=== Data shown ===
[Start of Attachment]

//! Identifier value objects.

use serde::{Deserialize, Serialize};
use std::fmt;
use std::str::FromStr;
use uuid::Uuid;

use super::ValidationError;

/// Infrastructure project identifier (UUID v4).
#[derive(Debug, Clone, Copy, PartialEq, Eq, Hash, PartialOrd, Ord, Serialize, Deserialize)]
#[serde(transparent)]
pub struct ProjectId(Uuid);

impl ProjectId {
    pub fn new() -> Self {
        Self(Uuid::new_v4())
    }

    pub fn from_uuid(uuid: Uuid) -> Self {
        Self(uuid)
    }

    pub fn as_uuid(&self) -> &Uuid {
        &self.0
    }
}

impl Default for ProjectId {
    fn default() -> Self {
        Self::new()
    }
}

impl fmt::Display for ProjectId {
    fn fmt(&self, f: &mut fmt::Formatter<'_>) -> fmt::Result {
        fmt::Display::fmt(&self.0, f)
    }
}

impl FromStr for ProjectId {
    type Err = ValidationError;

    fn from_str(s: &str) -> Result<Self, Self::Err> {
        Uuid::parse_str(s.trim())
            .map(Self)
            .map_err(|e| ValidationError::invalid_format("project_id", e.to_string()))
    }
}

/// Subject of an investor's access token.
///
/// The identity provider owns the format, so only blankness is rejected,
/// including on deserialization.
#[derive(Debug, Clone, PartialEq, Eq, Hash, PartialOrd, Ord, Serialize, Deserialize)]
#[serde(try_from = "String", into = "String")]
pub struct UserId(String);

impl UserId {
    pub fn new(id: impl Into<String>) -> Result<Self, ValidationError> {
        let id = id.into();
        if id.trim().is_empty() {
            Err(ValidationError::empty_field("user_id"))
        } else {
            Ok(Self(id))
        }
    }

    pub fn as_str(&self) -> &str {
        &self.0
    }
}

impl TryFrom<String> for UserId {
    type Error = ValidationError;

    fn try_from(value: String) -> Result<Self, Self::Error> {
        Self::new(value)
    }
}

impl From<UserId> for String {
    fn from(id: UserId) -> Self {
        id.0
    }
}

impl fmt::Display for UserId {
    fn fmt(&self, f: &mut fmt::Formatter<'_>) -> fmt::Result {
        f.write_str(&self.0)
    }
}
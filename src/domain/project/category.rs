//! Project categories and the free-text import boundary.
//!
//! Persistence hands us whatever "type" string a project was created with.
//! `ProjectCategory::from_free_text` is the only place that string is
//! inspected; everything downstream dispatches on the enum.

use serde::{Deserialize, Serialize};
use std::fmt;

/// Infrastructure sector a project belongs to.
#[derive(Debug, Clone, Copy, PartialEq, Eq, Hash, Serialize, Deserialize)]
#[serde(rename_all = "snake_case")]
pub enum ProjectCategory {
    Energy,
    Transport,
    Water,
    Telecommunications,
    Healthcare,
    Education,
    Housing,
    Agriculture,
    WasteManagement,
    Other,
}

/// Keyword table for mapping free text onto a category. First match wins.
const CATEGORY_KEYWORDS: &[(ProjectCategory, &[&str])] = &[
    (
        ProjectCategory::Energy,
        &["solar", "wind", "energy", "power", "hydro", "geothermal", "grid"],
    ),
    (
        ProjectCategory::Transport,
        &["transport", "road", "rail", "bridge", "port", "airport", "highway"],
    ),
    (
        ProjectCategory::WasteManagement,
        &["waste", "recycling", "landfill"],
    ),
    (
        ProjectCategory::Water,
        &["water", "sanitation", "desalination", "sewage"],
    ),
    (
        ProjectCategory::Telecommunications,
        &["telecom", "fiber", "fibre", "broadband", "tower", "data center"],
    ),
    (
        ProjectCategory::Healthcare,
        &["health", "hospital", "clinic", "medical"],
    ),
    (
        ProjectCategory::Education,
        &["education", "school", "university", "campus"],
    ),
    (
        ProjectCategory::Housing,
        &["housing", "residential", "real estate", "affordable homes"],
    ),
    (
        ProjectCategory::Agriculture,
        &["agri", "farm", "irrigation", "food", "storage silo"],
    ),
];

/// A UN Sustainable Development Goal a project contributes to.
#[derive(Debug, Clone, PartialEq, Eq, Serialize, Deserialize)]
pub struct SdgGoal {
    pub number: u8,
    pub name: String,
}

impl SdgGoal {
    fn new(number: u8, name: &str) -> Self {
        Self {
            number,
            name: name.to_string(),
        }
    }
}

impl ProjectCategory {
    /// Maps a free-text project type onto a category (case-insensitive).
    pub fn from_free_text(text: &str) -> Self {
        let lowered = text.to_lowercase();
        CATEGORY_KEYWORDS
            .iter()
            .find(|(_, keywords)| keywords.iter().any(|k| lowered.contains(k)))
            .map(|(category, _)| *category)
            .unwrap_or(ProjectCategory::Other)
    }

    /// Stable tag used as a knowledge topic and in payloads.
    pub fn as_str(&self) -> &'static str {
        match self {
            ProjectCategory::Energy => "energy",
            ProjectCategory::Transport => "transport",
            ProjectCategory::Water => "water",
            ProjectCategory::Telecommunications => "telecommunications",
            ProjectCategory::Healthcare => "healthcare",
            ProjectCategory::Education => "education",
            ProjectCategory::Housing => "housing",
            ProjectCategory::Agriculture => "agriculture",
            ProjectCategory::WasteManagement => "waste_management",
            ProjectCategory::Other => "other",
        }
    }

    /// SDG goals associated with the category.
    pub fn sdg_goals(&self) -> Vec<SdgGoal> {
        let goals: &[(u8, &str)] = match self {
            ProjectCategory::Energy => &[
                (7, "Affordable and Clean Energy"),
                (13, "Climate Action"),
            ],
            ProjectCategory::Transport => &[
                (9, "Industry, Innovation and Infrastructure"),
                (11, "Sustainable Cities and Communities"),
            ],
            ProjectCategory::Water => &[
                (6, "Clean Water and Sanitation"),
                (3, "Good Health and Well-being"),
            ],
            ProjectCategory::Telecommunications => &[
                (9, "Industry, Innovation and Infrastructure"),
                (4, "Quality Education"),
            ],
            ProjectCategory::Healthcare => &[(3, "Good Health and Well-being")],
            ProjectCategory::Education => &[(4, "Quality Education")],
            ProjectCategory::Housing => &[
                (11, "Sustainable Cities and Communities"),
                (1, "No Poverty"),
            ],
            ProjectCategory::Agriculture => &[
                (2, "Zero Hunger"),
                (15, "Life on Land"),
            ],
            ProjectCategory::WasteManagement => &[
                (12, "Responsible Consumption and Production"),
                (11, "Sustainable Cities and Communities"),
            ],
            ProjectCategory::Other => &[(9, "Industry, Innovation and Infrastructure")],
        };
        goals.iter().map(|(n, name)| SdgGoal::new(*n, name)).collect()
    }
}

impl fmt::Display for ProjectCategory {
    fn fmt(&self, f: &mut fmt::Formatter<'_>) -> fmt::Result {
        write!(f, "{}", self.as_str())
    }
}
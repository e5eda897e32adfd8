//! Advisory Module - Pure services behind recommendations and simulations.
//!
//! # Components
//!
//! - `RiskScorer` - Risk matching and project risk classification
//! - `SuitabilityEngine` - Multi-factor suitability score with factor breakdown
//! - `RecommendationGenerator` - Ranked recommendations plus narrative advice
//! - `InvestmentSimulator` - Monthly compounding projection
//! - `PortfolioAllocator` - Tier-driven allocation across risk buckets
//! - `PerformanceSimulator` - Random-walk projection and rebalancing deltas
//!
//! Everything here is synchronous and free of I/O. Handlers in the
//! application layer load inputs through ports and persist results.

mod allocator;
mod events;
mod investment_simulator;
mod performance;
mod recommendation;
mod risk_scorer;
mod suitability;

pub use allocator::{
    AllocationByRisk, AllocationError, AllocationTier, BucketSplit, PortfolioAllocationPlan,
    PortfolioAllocator, ProjectAllocation, REMAINDER_THRESHOLD,
};
pub use events::{InvestmentSimulated, RecommendationsGenerated};
pub use investment_simulator::{
    InvestmentSimulator, MonthlyProjection, SimulationError, SimulationResult,
    DEFAULT_SIMULATION_MONTHS, MAX_SIMULATION_MONTHS,
};
pub use performance::{
    PerformanceError, PerformanceInput, PerformancePoint, PerformanceSimulation,
    PerformanceSimulator, ProjectPerformance, RandomSource, RebalanceAction, RebalanceDirection,
    ScriptedRandom, SeededRandom, TargetAllocation, REBALANCE_TOLERANCE,
};
pub use recommendation::{
    ProjectRecommendation, RecommendationGenerator, RecommendationRecord, KNOWLEDGE_THRESHOLD,
    LARGE_MINIMUM_THRESHOLD,
};
pub use risk_scorer::{MatchLevel, RiskAlignment, RiskMatch, RiskScorer, HEURISTIC_BASE_SCORE};
pub use suitability::{
    SuitabilityEngine, SuitabilityError, SuitabilityFactor, SuitabilityLabel, SuitabilityResult,
    SUITABILITY_BASE_SCORE,
};
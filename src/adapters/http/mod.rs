//! HTTP adapters - REST API implementations.
//!
//! Each feature has its own module (dto, handlers, routes); `router` stitches
//! them together under `/api`.

pub mod advisory;
pub mod error;
pub mod middleware;
pub mod portfolio;
pub mod profile;
pub mod projects;
mod router;

pub use advisory::AdvisoryHandlers;
pub use error::{ApiError, ErrorResponse};
pub use portfolio::PortfolioHandlers;
pub use profile::ProfileHandlers;
pub use projects::ProjectHandlers;
pub use router::{api_router, ApiState, RouterOptions};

[End of Attachment]

Scan the listing above and work out how many of its lines contain the word "WasteManagement". Report only that number.

4